Supplied records:
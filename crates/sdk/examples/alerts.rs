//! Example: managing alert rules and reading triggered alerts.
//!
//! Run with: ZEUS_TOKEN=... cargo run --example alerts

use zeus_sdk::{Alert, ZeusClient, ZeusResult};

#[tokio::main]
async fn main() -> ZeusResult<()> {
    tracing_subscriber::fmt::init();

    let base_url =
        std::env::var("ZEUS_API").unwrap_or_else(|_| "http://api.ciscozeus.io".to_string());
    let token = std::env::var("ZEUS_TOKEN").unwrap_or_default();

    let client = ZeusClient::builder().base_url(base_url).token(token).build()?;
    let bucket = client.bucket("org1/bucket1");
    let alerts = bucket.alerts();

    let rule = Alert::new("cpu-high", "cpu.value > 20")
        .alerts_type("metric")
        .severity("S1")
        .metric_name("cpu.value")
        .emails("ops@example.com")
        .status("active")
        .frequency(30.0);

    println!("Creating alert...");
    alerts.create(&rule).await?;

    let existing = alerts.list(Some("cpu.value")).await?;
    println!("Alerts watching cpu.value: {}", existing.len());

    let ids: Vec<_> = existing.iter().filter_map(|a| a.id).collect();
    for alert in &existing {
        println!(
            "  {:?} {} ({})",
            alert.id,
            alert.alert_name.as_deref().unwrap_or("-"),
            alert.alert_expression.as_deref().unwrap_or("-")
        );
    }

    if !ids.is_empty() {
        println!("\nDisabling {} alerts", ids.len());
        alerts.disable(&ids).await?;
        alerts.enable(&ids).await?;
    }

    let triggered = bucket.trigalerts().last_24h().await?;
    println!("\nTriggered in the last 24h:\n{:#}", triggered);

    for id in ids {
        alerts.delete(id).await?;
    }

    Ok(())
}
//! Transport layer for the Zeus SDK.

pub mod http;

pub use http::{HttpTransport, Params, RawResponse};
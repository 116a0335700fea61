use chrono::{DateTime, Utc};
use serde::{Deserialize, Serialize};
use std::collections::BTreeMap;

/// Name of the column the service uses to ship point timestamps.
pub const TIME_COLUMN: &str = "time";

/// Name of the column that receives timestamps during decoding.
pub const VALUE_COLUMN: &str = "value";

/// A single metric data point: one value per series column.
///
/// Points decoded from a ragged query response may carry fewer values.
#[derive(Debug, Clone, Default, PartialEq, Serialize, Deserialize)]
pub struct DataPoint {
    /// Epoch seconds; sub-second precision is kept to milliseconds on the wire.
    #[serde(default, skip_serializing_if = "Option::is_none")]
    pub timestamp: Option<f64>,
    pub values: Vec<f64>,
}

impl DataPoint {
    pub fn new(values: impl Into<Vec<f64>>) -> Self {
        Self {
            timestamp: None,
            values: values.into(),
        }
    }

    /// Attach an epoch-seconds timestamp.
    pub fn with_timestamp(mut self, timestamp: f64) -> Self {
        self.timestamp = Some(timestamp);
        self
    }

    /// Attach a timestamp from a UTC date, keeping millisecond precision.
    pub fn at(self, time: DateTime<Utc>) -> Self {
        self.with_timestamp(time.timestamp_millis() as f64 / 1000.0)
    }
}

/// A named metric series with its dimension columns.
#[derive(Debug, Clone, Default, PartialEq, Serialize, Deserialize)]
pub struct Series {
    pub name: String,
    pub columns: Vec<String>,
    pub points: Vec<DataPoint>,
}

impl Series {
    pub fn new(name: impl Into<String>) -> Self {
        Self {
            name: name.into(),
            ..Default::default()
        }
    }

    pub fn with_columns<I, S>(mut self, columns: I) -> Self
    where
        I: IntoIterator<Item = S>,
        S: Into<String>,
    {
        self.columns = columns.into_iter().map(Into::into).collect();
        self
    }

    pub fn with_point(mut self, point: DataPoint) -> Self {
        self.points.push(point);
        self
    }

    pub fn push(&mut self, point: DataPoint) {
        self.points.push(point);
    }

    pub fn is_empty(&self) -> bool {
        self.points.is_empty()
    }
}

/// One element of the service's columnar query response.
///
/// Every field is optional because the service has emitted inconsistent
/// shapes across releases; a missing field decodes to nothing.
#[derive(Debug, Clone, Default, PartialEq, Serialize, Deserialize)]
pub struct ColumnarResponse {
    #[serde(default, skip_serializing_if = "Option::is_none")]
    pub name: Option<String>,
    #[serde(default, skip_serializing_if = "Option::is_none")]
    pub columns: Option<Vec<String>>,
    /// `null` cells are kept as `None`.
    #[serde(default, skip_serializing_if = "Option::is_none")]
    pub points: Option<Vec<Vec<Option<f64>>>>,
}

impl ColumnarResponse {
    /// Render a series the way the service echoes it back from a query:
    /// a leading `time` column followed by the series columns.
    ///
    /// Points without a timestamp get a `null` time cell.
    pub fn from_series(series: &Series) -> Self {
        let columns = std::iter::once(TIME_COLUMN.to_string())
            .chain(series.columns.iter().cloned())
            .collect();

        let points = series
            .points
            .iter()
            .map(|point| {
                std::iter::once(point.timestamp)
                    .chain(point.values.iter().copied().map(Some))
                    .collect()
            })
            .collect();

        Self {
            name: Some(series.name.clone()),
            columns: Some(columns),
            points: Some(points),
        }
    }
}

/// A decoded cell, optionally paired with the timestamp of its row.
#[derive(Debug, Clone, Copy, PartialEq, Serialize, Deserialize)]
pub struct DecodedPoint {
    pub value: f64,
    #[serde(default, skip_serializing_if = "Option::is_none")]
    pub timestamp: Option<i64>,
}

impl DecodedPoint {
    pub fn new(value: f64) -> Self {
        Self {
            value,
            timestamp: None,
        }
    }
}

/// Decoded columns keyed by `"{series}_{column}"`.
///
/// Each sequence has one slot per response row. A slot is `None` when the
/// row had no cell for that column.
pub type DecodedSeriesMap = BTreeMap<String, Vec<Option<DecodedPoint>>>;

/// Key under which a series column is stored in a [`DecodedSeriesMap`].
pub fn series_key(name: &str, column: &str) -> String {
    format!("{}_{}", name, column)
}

What the task requires: Which of the lines in the material above contain "once"? Copy each one out.

Written solution:
        let columns = std::iter::once(TIME_COLUMN.to_string())
                std::iter::once(point.timestamp)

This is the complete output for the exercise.